Manche Leute denken, dann könnten die Gefangenen ja ständig versuchen zu fliehen, aber ganz so einfach ist die Sache auch wieder nicht: Denn «nicht strafbar» heißt noch lange nicht, dass es keine Konsequenzen gibt. Im Knast hat jedes Handeln Konsequenzen, im Schlechten wie im Guten: Wer sich immer an die Regeln hält, die Ziele erfüllt, die sein Vollzugsplan ein- bis zweimal pro Jahr neu festlegt, der bekommt entsprechende Hafterleichterungen, etwa Ausführungen oder die begehrten Langzeitsprecher, um mit der Frau oder Freundin zwei Stunden ungestört zu sein. Und schließlich wird man bei guter Führung schneller gelockert: Man wird Freigänger, bekommt irgendwann Urlaub draußen. Nach einem Fluchtversuch rücken all diese Dinge erst mal in weite Ferne.
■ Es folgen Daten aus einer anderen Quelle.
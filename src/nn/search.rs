use crate::config::GraphKind;
use crate::metric::DistanceKind;
use crate::nn::tree::BallTree;
use ndarray::Array2;
use ndarray::ArrayView2;
use ndarray::Axis;
use rayon::prelude::*;
use std::cmp::Ordering;
use tracing::debug;
use typed_builder::TypedBuilder;

/// Neighbor pairs found by the search, as parallel triple sequences, plus the
/// transformed copy of the input points and the effective radius.
pub struct SearchResult {
  pub rows: Vec<usize>,
  pub cols: Vec<usize>,
  pub dists: Vec<f32>,
  /// Points after centering/rescaling; becomes the graph's coordinates.
  pub points: Array2<f32>,
  /// Radius actually applied in radius mode (equals the configured epsilon
  /// unless a target degree overrode it). Unchanged in knn mode.
  pub epsilon: f32,
}

/*
  Pairwise nearest-neighbor search of a point cloud against itself.

  knn mode returns, for every point, the `k` closest rows under the chosen
  metric. The request count includes the self-match: the pair (i, i, 0.0) is
  always emitted first for each point, so a caller wanting k true neighbors
  asks for k + 1. Requests larger than the cloud degrade to all points.

  radius mode returns every pair within the effective radius, self-matches
  included. When `target_degree` is positive the radius is derived from the
  data instead of taken from `epsilon`: the mean distance to each point's
  target_degree-th closest other point.

  All three strategies (per-point scan, full pairwise matrix, ball tree) are
  exact and produce the same pair set; ties are broken by index so the choice
  of strategy never changes the result.
*/
#[derive(TypedBuilder)]
pub struct NeighborSearch<'a> {
  points: ArrayView2<'a, f32>,
  kind: GraphKind,
  metric: DistanceKind,
  /// Neighbors requested per point, self-match included.
  #[builder(default = 11)]
  k: usize,
  #[builder(default = 0.01)]
  epsilon: f32,
  #[builder(default = 0)]
  target_degree: usize,
  #[builder(default = false)]
  center: bool,
  #[builder(default = false)]
  rescale: bool,
  #[builder(default = false)]
  use_full: bool,
  #[builder(default = false)]
  use_tree: bool,
}

impl NeighborSearch<'_> {
  pub fn exec(self) -> SearchResult {
    let Self {
      points,
      kind,
      metric,
      k,
      epsilon,
      target_degree,
      center,
      rescale,
      use_full,
      use_tree,
    } = self;

    let n = points.nrows();
    let mut out_points = points.to_owned();

    if center {
      if let Some(means) = out_points.mean_axis(Axis(0)) {
        out_points -= &means;
      }
    }
    if rescale {
      let lo = out_points.fold_axis(Axis(0), f32::INFINITY, |acc, &v| acc.min(v));
      let hi = out_points.fold_axis(Axis(0), f32::NEG_INFINITY, |acc, &v| acc.max(v));
      let diagonal: f32 = lo
        .iter()
        .zip(hi.iter())
        .map(|(a, b)| {
          let span = b - a;
          span * span
        })
        .sum::<f32>()
        .sqrt();
      if diagonal > 0.0 {
        out_points *= 2.0 / diagonal;
      }
    }

    let view = out_points.view();
    let full = if use_full {
      Some(pairwise_matrix(view, metric))
    } else {
      None
    };
    let tree = if use_tree && !use_full {
      Some(BallTree::build(view, metric))
    } else {
      None
    };
    debug!(
      n,
      strategy = match (&full, &tree) {
        (Some(_), _) => "full-matrix",
        (_, Some(_)) => "ball-tree",
        _ => "per-point",
      },
      "neighbor search"
    );

    let (pairs, effective_epsilon) = match kind {
      GraphKind::Knn => {
        let requested = k.min(n);
        let per_point: Vec<Vec<(usize, usize, f32)>> = (0..n)
          .into_par_iter()
          .map(|i| {
            let mut edges = Vec::with_capacity(requested);
            // Self-match first; a point is its own nearest neighbor
            edges.push((i, i, 0.0));
            let wanted = requested.saturating_sub(1);
            let neighbors = match (&full, &tree) {
              (Some(matrix), _) => {
                let row = matrix.row(i);
                let candidates = (0..n)
                  .filter(|&j| j != i)
                  .map(|j| (row[j], j))
                  .collect();
                select_smallest(candidates, wanted)
              }
              (_, Some(tree)) => tree
                .knn(view.row(i), wanted, Some(i))
                .into_iter()
                .map(|(j, d)| (d, j))
                .collect(),
              _ => {
                let candidates = (0..n)
                  .filter(|&j| j != i)
                  .map(|j| (metric.distance(view.row(i), view.row(j)), j))
                  .collect();
                select_smallest(candidates, wanted)
              }
            };
            for (d, j) in neighbors {
              edges.push((i, j, d));
            }
            edges
          })
          .collect();
        (per_point, epsilon)
      }
      GraphKind::Radius => {
        let eps = if target_degree > 0 {
          estimate_epsilon(view, metric, target_degree, full.as_ref()).unwrap_or(epsilon)
        } else {
          epsilon
        };
        let per_point: Vec<Vec<(usize, usize, f32)>> = (0..n)
          .into_par_iter()
          .map(|i| match (&full, &tree) {
            (Some(matrix), _) => {
              let row = matrix.row(i);
              (0..n)
                .filter(|&j| row[j] <= eps)
                .map(|j| (i, j, row[j]))
                .collect()
            }
            (_, Some(tree)) => tree
              .within(view.row(i), eps, None)
              .into_iter()
              .map(|(j, d)| (i, j, d))
              .collect(),
            _ => (0..n)
              .filter_map(|j| {
                let d = metric.distance(view.row(i), view.row(j));
                (d <= eps).then_some((i, j, d))
              })
              .collect(),
          })
          .collect();
        (per_point, eps)
      }
    };

    let total: usize = pairs.iter().map(Vec::len).sum();
    let mut rows = Vec::with_capacity(total);
    let mut cols = Vec::with_capacity(total);
    let mut dists = Vec::with_capacity(total);
    for (row, col, dist) in pairs.into_iter().flatten() {
      rows.push(row);
      cols.push(col);
      dists.push(dist);
    }

    SearchResult {
      rows,
      cols,
      dists,
      points: out_points,
      epsilon: effective_epsilon,
    }
  }
}

fn cmp_dist_index(a: &(f32, usize), b: &(f32, usize)) -> Ordering {
  a.0.total_cmp(&b.0).then_with(|| a.1.cmp(&b.1))
}

/// The `m` smallest candidates, ascending by (distance, index).
fn select_smallest(mut candidates: Vec<(f32, usize)>, m: usize) -> Vec<(f32, usize)> {
  if m == 0 {
    return Vec::new();
  }
  if candidates.len() > m {
    candidates.select_nth_unstable_by(m - 1, cmp_dist_index);
    candidates.truncate(m);
  }
  candidates.sort_unstable_by(cmp_dist_index);
  candidates
}

/// Full pairwise distance matrix, one rayon task per row.
fn pairwise_matrix(points: ArrayView2<f32>, metric: DistanceKind) -> Array2<f32> {
  let n = points.nrows();
  let data: Vec<f32> = (0..n)
    .into_par_iter()
    .flat_map_iter(|i| {
      (0..n)
        .map(|j| metric.distance(points.row(i), points.row(j)))
        .collect::<Vec<_>>()
    })
    .collect();
  Array2::from_shape_vec((n, n), data).expect("pairwise matrix is n*n by construction")
}

/// Radius giving roughly `target_degree` neighbors per point: the mean
/// distance to every point's target_degree-th closest other point.
/// `None` when the cloud has a single point.
fn estimate_epsilon(
  points: ArrayView2<f32>,
  metric: DistanceKind,
  target_degree: usize,
  full: Option<&Array2<f32>>,
) -> Option<f32> {
  let n = points.nrows();
  if n < 2 {
    return None;
  }
  let rank = target_degree.min(n - 1);
  let sum: f32 = (0..n)
    .into_par_iter()
    .map(|i| {
      let candidates: Vec<(f32, usize)> = match full {
        Some(matrix) => {
          let row = matrix.row(i);
          (0..n).filter(|&j| j != i).map(|j| (row[j], j)).collect()
        }
        None => (0..n)
          .filter(|&j| j != i)
          .map(|j| (metric.distance(points.row(i), points.row(j)), j))
          .collect(),
      };
      let picked = select_smallest(candidates, rank);
      picked.last().map(|&(d, _)| d).unwrap_or(0.0)
    })
    .sum();
  Some(sum / n as f32)
}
«Dann hat für ihn das Ganze rechtlich also keine Konsequenzen?», frage ich Micha.

«Rechtlich nicht, aber es gibt halt Disziplinarmaßnahmen. Erst mal fünf Tage Keller, und dann kommt man auf die ‹Station für Absonderung›, bestimmt für ein halbes Jahr.»

«Das musst du mir erklären. Was ist das?»

«Absonderung … Kein Kontakt zu anderen. Ne Zelle ohne Fernsehen, ohne alles. Da kommen Leute hin, die dauernd Schlägereien haben, oder eben Typen, die flüchten.»

«Da kann man tagsüber nicht auf dem Flur rumspazieren?»